## PROMPT
Give back all of the records exactly.

## SOURCE RECORDS
□ □ □ □ □

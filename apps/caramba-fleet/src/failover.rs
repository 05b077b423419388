//! Per-node failover state machine and assignment migration.
//!
//! A node that stays critical or offline for `trip_cycles` probes is
//! drained: each active assignment is moved to a node picked by the
//! [`LoadBalancer`] from the failing node's groups. A migration either
//! commits completely (new binding live, replacement row active, old row
//! inactive) or is rolled back and retried on the next cycle.

use caramba_db::StateStore;
use caramba_db::models::assignment::{Assignment, AssignmentStatus};
use caramba_db::models::groups::{NodeGroup, SelectionPolicy};
use caramba_db::models::node::Node;
use caramba_shared::panel::{BindingRef, BindingSpec};
use chrono::Utc;
use futures::future::join_all;
use serde::Serialize;
use std::collections::{HashMap, HashSet};
use std::fmt;
use std::sync::{Arc, Mutex, PoisonError};
use std::time::Duration;
use tokio_util::sync::CancellationToken;
use tracing::{debug, error, info, warn};

use crate::alerts::{AlertSink, Severity};
use crate::balancer::LoadBalancer;
use crate::error::{FleetError, FleetResult};
use crate::health::Health;
use crate::panel::{self, PanelConnector};
use crate::registry::{NodeRegistry, ProbeOutcome};

#[derive(Debug, Clone, Copy, PartialEq, Eq, Default, Serialize)]
#[serde(rename_all = "snake_case")]
pub enum FailoverPhase {
    #[default]
    Healthy,
    Degraded,
    Unhealthy,
    Migrating,
    Offline,
}

impl FailoverPhase {
    fn is_tripped(&self) -> bool {
        matches!(
            self,
            FailoverPhase::Unhealthy | FailoverPhase::Migrating | FailoverPhase::Offline
        )
    }
}

impl fmt::Display for FailoverPhase {
    fn fmt(&self, f: &mut fmt::Formatter<'_>) -> fmt::Result {
        f.write_str(match self {
            FailoverPhase::Healthy => "healthy",
            FailoverPhase::Degraded => "degraded",
            FailoverPhase::Unhealthy => "unhealthy",
            FailoverPhase::Migrating => "migrating",
            FailoverPhase::Offline => "offline",
        })
    }
}

#[derive(Debug, Clone, Copy)]
pub struct FailoverSettings {
    pub trip_cycles: u32,
    pub recovery_cycles: u32,
    pub panel_timeout: Duration,
}

impl Default for FailoverSettings {
    fn default() -> Self {
        Self {
            trip_cycles: 2,
            recovery_cycles: 2,
            panel_timeout: Duration::from_secs(15),
        }
    }
}

#[derive(Debug, Clone, PartialEq)]
pub enum MigrationOutcome {
    Migrated(Assignment),
    /// Assignment was no longer active on the source node.
    Skipped,
}

/// Result of one drain pass over a node.
#[derive(Debug, Clone, Default, PartialEq, Eq)]
pub struct DrainReport {
    pub migrated: usize,
    pub failed: usize,
    pub skipped: usize,
    pub remaining: i64,
}

pub struct FailoverOrchestrator {
    store: Arc<dyn StateStore>,
    registry: Arc<NodeRegistry>,
    balancer: Arc<LoadBalancer>,
    connector: Arc<dyn PanelConnector>,
    alerts: Arc<dyn AlertSink>,
    settings: FailoverSettings,
    phases: Mutex<HashMap<i64, FailoverPhase>>,
    locks: Mutex<HashMap<i64, Arc<tokio::sync::Mutex<()>>>>,
}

□ □ □ □ □

## WRITTEN REPLY
filename apps/caramba-fleet/src/failover.rs
repository 05b077b423419388
//! Per-node failover state machine and assignment migration.
//!
//! A node that stays critical or offline for `trip_cycles` probes is
//! drained: each active assignment is moved to a node picked by the
//! [`LoadBalancer`] from the failing node's groups. A migration either
//! commits completely (new binding live, replacement row active, old row
//! inactive) or is rolled back and retried on the next cycle.

use caramba_db::StateStore;
use caramba_db::models::assignment::{Assignment, AssignmentStatus};
use caramba_db::models::groups::{NodeGroup, SelectionPolicy};
use caramba_db::models::node::Node;
use caramba_shared::panel::{BindingRef, BindingSpec};
use chrono::Utc;
use futures::future::join_all;
use serde::Serialize;
use std::collections::{HashMap, HashSet};
use std::fmt;
use std::sync::{Arc, Mutex, PoisonError};
use std::time::Duration;
use tokio_util::sync::CancellationToken;
use tracing::{debug, error, info, warn};

use crate::alerts::{AlertSink, Severity};
use crate::balancer::LoadBalancer;
use crate::error::{FleetError, FleetResult};
use crate::health::Health;
use crate::panel::{self, PanelConnector};
use crate::registry::{NodeRegistry, ProbeOutcome};

#[derive(Debug, Clone, Copy, PartialEq, Eq, Default, Serialize)]
#[serde(rename_all = "snake_case")]
pub enum FailoverPhase {
    #[default]
    Healthy,
    Degraded,
    Unhealthy,
    Migrating,
    Offline,
}

impl FailoverPhase {
    fn is_tripped(&self) -> bool {
        matches!(
            self,
            FailoverPhase::Unhealthy | FailoverPhase::Migrating | FailoverPhase::Offline
        )
    }
}

impl fmt::Display for FailoverPhase {
    fn fmt(&self, f: &mut fmt::Formatter<'_>) -> fmt::Result {
        f.write_str(match self {
            FailoverPhase::Healthy => "healthy",
            FailoverPhase::Degraded => "degraded",
            FailoverPhase::Unhealthy => "unhealthy",
            FailoverPhase::Migrating => "migrating",
            FailoverPhase::Offline => "offline",
        })
    }
}

#[derive(Debug, Clone, Copy)]
pub struct FailoverSettings {
    pub trip_cycles: u32,
    pub recovery_cycles: u32,
    pub panel_timeout: Duration,
}

impl Default for FailoverSettings {
    fn default() -> Self {
        Self {
            trip_cycles: 2,
            recovery_cycles: 2,
            panel_timeout: Duration::from_secs(15),
        }
    }
}

#[derive(Debug, Clone, PartialEq)]
pub enum MigrationOutcome {
    Migrated(Assignment),
    /// Assignment was no longer active on the source node.
    Skipped,
}

/// Result of one drain pass over a node.
#[derive(Debug, Clone, Default, PartialEq, Eq)]
pub struct DrainReport {
    pub migrated: usize,
    pub failed: usize,
    pub skipped: usize,
    pub remaining: i64,
}

pub struct FailoverOrchestrator {
    store: Arc<dyn StateStore>,
    registry: Arc<NodeRegistry>,
    balancer: Arc<LoadBalancer>,
    connector: Arc<dyn PanelConnector>,
    alerts: Arc<dyn AlertSink>,
    settings: FailoverSettings,
    phases: Mutex<HashMap<i64, FailoverPhase>>,
    locks: Mutex<HashMap<i64, Arc<tokio::sync::Mutex<()>>>>,
}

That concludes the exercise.